Faculty Profile

David Schmid.

David Schmid

Associate Professor


  • PhD, Modern Thought and Literature, Stanford University, 1995
  • MA, Critical Theory, University of Sussex, 1988
  • BA, English, Oxford University, 1986

Professional experience:

  • Professor, English, University at Buffalo

What mentoring means to me:

As a product of the British higher education system through my MA, I was taught to basically fend for myself and not to rely on mentors. Since moving to the U.S. in 1989 to start my PhD, my thoughts about mentorship have changed radically. I benefited from important mentoring relationships when I was in grad school and having since advised dozens of graduate students over the past 20 years, I have come to realize how important mentoring is to students. I define mentoring very broadly. To me, its essence is treating each person individually, listening and working together to define, and then achieve desired goals. I draw from my considerable experience when mentoring but I try never to impose my own ideals or ideas on a student. I see my role as helping the student figure out what they want to do and then doing whatever I can to help them get to that point.

Topics I am willing to discuss with students:

Minority Experiences

  • Class and/or socioeconomic status and related discrimination.

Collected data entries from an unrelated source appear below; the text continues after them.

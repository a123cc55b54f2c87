//! Directions, boxes and polygons in world units.
//!
//! World space uses grid units with `y` growing downwards, so
//! [`Direction::Up`] is `(0, -1)`.

use std::fmt;

use glam::Vec2;
use serde::{Deserialize, Serialize};

/// One of the four axis directions.
#[derive(Debug, Clone, Copy, PartialEq, Eq, Hash, Serialize, Deserialize)]
pub enum Direction {
    /// Towards negative `y`.
    Up,
    /// Towards positive `x`.
    Right,
    /// Towards positive `y`.
    Down,
    /// Towards negative `x`.
    Left,
}

impl Direction {
    /// All directions in code order.
    pub const ALL: [Self; 4] = [Self::Up, Self::Right, Self::Down, Self::Left];

    /// Looks up a direction by its numeric code (`0` up, `1` right,
    /// `2` down, `3` left).
    #[must_use]
    pub fn from_code(code: i64) -> Option<Self> {
        usize::try_from(code)
            .ok()
            .and_then(|index| Self::ALL.get(index).copied())
    }

    /// Unit vector pointing in this direction.
    #[must_use]
    pub const fn vector(self) -> Vec2 {
        match self {
            Self::Up => Vec2::new(0.0, -1.0),
            Self::Right => Vec2::new(1.0, 0.0),
            Self::Down => Vec2::new(0.0, 1.0),
            Self::Left => Vec2::new(-1.0, 0.0),
        }
    }

    /// The direction pointing the other way.
    #[must_use]
    pub const fn opposite(self) -> Self {
        match self {
            Self::Up => Self::Down,
            Self::Right => Self::Left,
            Self::Down => Self::Up,
            Self::Left => Self::Right,
        }
    }

    /// Returns `true` for `Up` and `Down`.
    #[must_use]
    pub const fn is_vertical(self) -> bool {
        matches!(self, Self::Up | Self::Down)
    }

    /// Lays out a box that is `along` long in this direction and `across`
    /// wide perpendicular to it.
    #[must_use]
    pub fn oriented_size(self, along: f32, across: f32) -> Vec2 {
        if self.is_vertical() {
            Vec2::new(across, along)
        } else {
            Vec2::new(along, across)
        }
    }
}

impl fmt::Display for Direction {
    fn fmt(&self, f: &mut fmt::Formatter<'_>) -> fmt::Result {
        match self {
            Self::Up => write!(f, "Up"),
            Self::Right => write!(f, "Right"),
            Self::Down => write!(f, "Down"),
            Self::Left => write!(f, "Left"),
        }
    }
}

/// Axis-aligned box described by its center and full size.
#[derive(Debug, Clone, Copy, PartialEq, Serialize, Deserialize)]
pub struct Rect {
    /// Center point.
    pub center: Vec2,
    /// Full width and height.
    pub size: Vec2,
}

impl Rect {
    /// Creates a box from center and size.
    #[must_use]
    pub const fn new(center: Vec2, size: Vec2) -> Self {
        Self { center, size }
    }

    /// Minimum corner.
    #[must_use]
    pub fn min(&self) -> Vec2 {
        self.center - self.size * 0.5
    }

    /// Maximum corner.
    #[must_use]
    pub fn max(&self) -> Vec2 {
        self.center + self.size * 0.5
    }

    /// Returns `true` if the two boxes overlap with positive area.
    #[must_use]
    pub fn intersects(&self, other: &Rect) -> bool {
        let (a_min, a_max) = (self.min(), self.max());
        let (b_min, b_max) = (other.min(), other.max());
        a_min.x < b_max.x && b_min.x < a_max.x && a_min.y < b_max.y && b_min.y < a_max.y
    }

    /// Returns `true` if `point` lies inside or on the border.
    #[must_use]
    pub fn contains(&self, point: Vec2) -> bool {
        let (min, max) = (self.min(), self.max());
        point.x >= min.x && point.x <= max.x && point.y >= min.y && point.y <= max.y
    }
}

/// A polygon with vertices relative to an origin.
#[derive(Debug, Clone, PartialEq, Serialize, Deserialize)]
pub struct Polygon {
    /// Reference point the vertices are relative to.
    pub origin: Vec2,
    /// Vertices relative to `origin`.
    pub points: Vec<Vec2>,
}

impl Polygon {
    /// Creates a polygon.
    #[must_use]
    pub fn new(origin: Vec2, points: Vec<Vec2>) -> Self {
        Self { origin, points }
    }

    /// Returns a copy rotated by `angle` radians around `pivot`.
    #[must_use]
    pub fn rotate(&self, angle: f32, pivot: Vec2) -> Self {
        let rotation = Vec2::from_angle(angle);
        let origin_offset = self.origin - pivot;
        let points = self
            .points
            .iter()
            .map(|p| rotation.rotate(origin_offset + *p) - origin_offset)
            .collect();
        Self {
            origin: self.origin,
            points,
        }
    }
}

/// Unit vector of a barrel angle. Angle `0` points down (`+y`) and
/// positive angles turn toward `-x`.
#[must_use]
pub fn aim_vector(angle: f32) -> Vec2 {
    Vec2::from_angle(angle).rotate(Vec2::Y)
}

/// Barrel angle pointing from `from` to `to`, the inverse of [`aim_vector`].
#[must_use]
pub fn angle_toward(from: Vec2, to: Vec2) -> f32 {
    let d = to - from;
    (-d.x).atan2(d.y)
}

David adds: I am from a working class background and was the first person in my family to finish either high school or college.

  • Physical health and/or abilities and related discrimination.

David adds: I have dealt with the number of physical and mental health issues over the years and empathize with those in similar situations

  • Mental health and/or abilities and related discrimination.
  • Racial, ethnic, cultural and/or religious minority status and related discrimination.

David adds: I am an atheist and would describe my political beliefs as an eclectic combination of communism and anarchism. I have extensive experience in anti-fascist and anti-racist organizing and I oppose all forms of discrimination with a visceral passion.

  • Sexual and/or gender minority status and related discrimination.

Personal Circumstances

  • Caregiving for children.

David adds: I have two kids and am used to the difficulties of balancing work and family responsibilities

  • Financial stress and strain.
  • Non-U.S. citizen or immigrant experiences.

David adds: I am a British expatriate and was a student visa and then a green card holder before becoming a naturalized U.S. citizen in 2005.

Academic Culture

  • Considering a non-academic path after grad school.
  • Dealing with politics and conflict with faculty or peers.
  • Decoding and demystifying academic culture and norms.
  • Taking a non-traditional path to grad school.
  • Uncertainty about staying in grad school.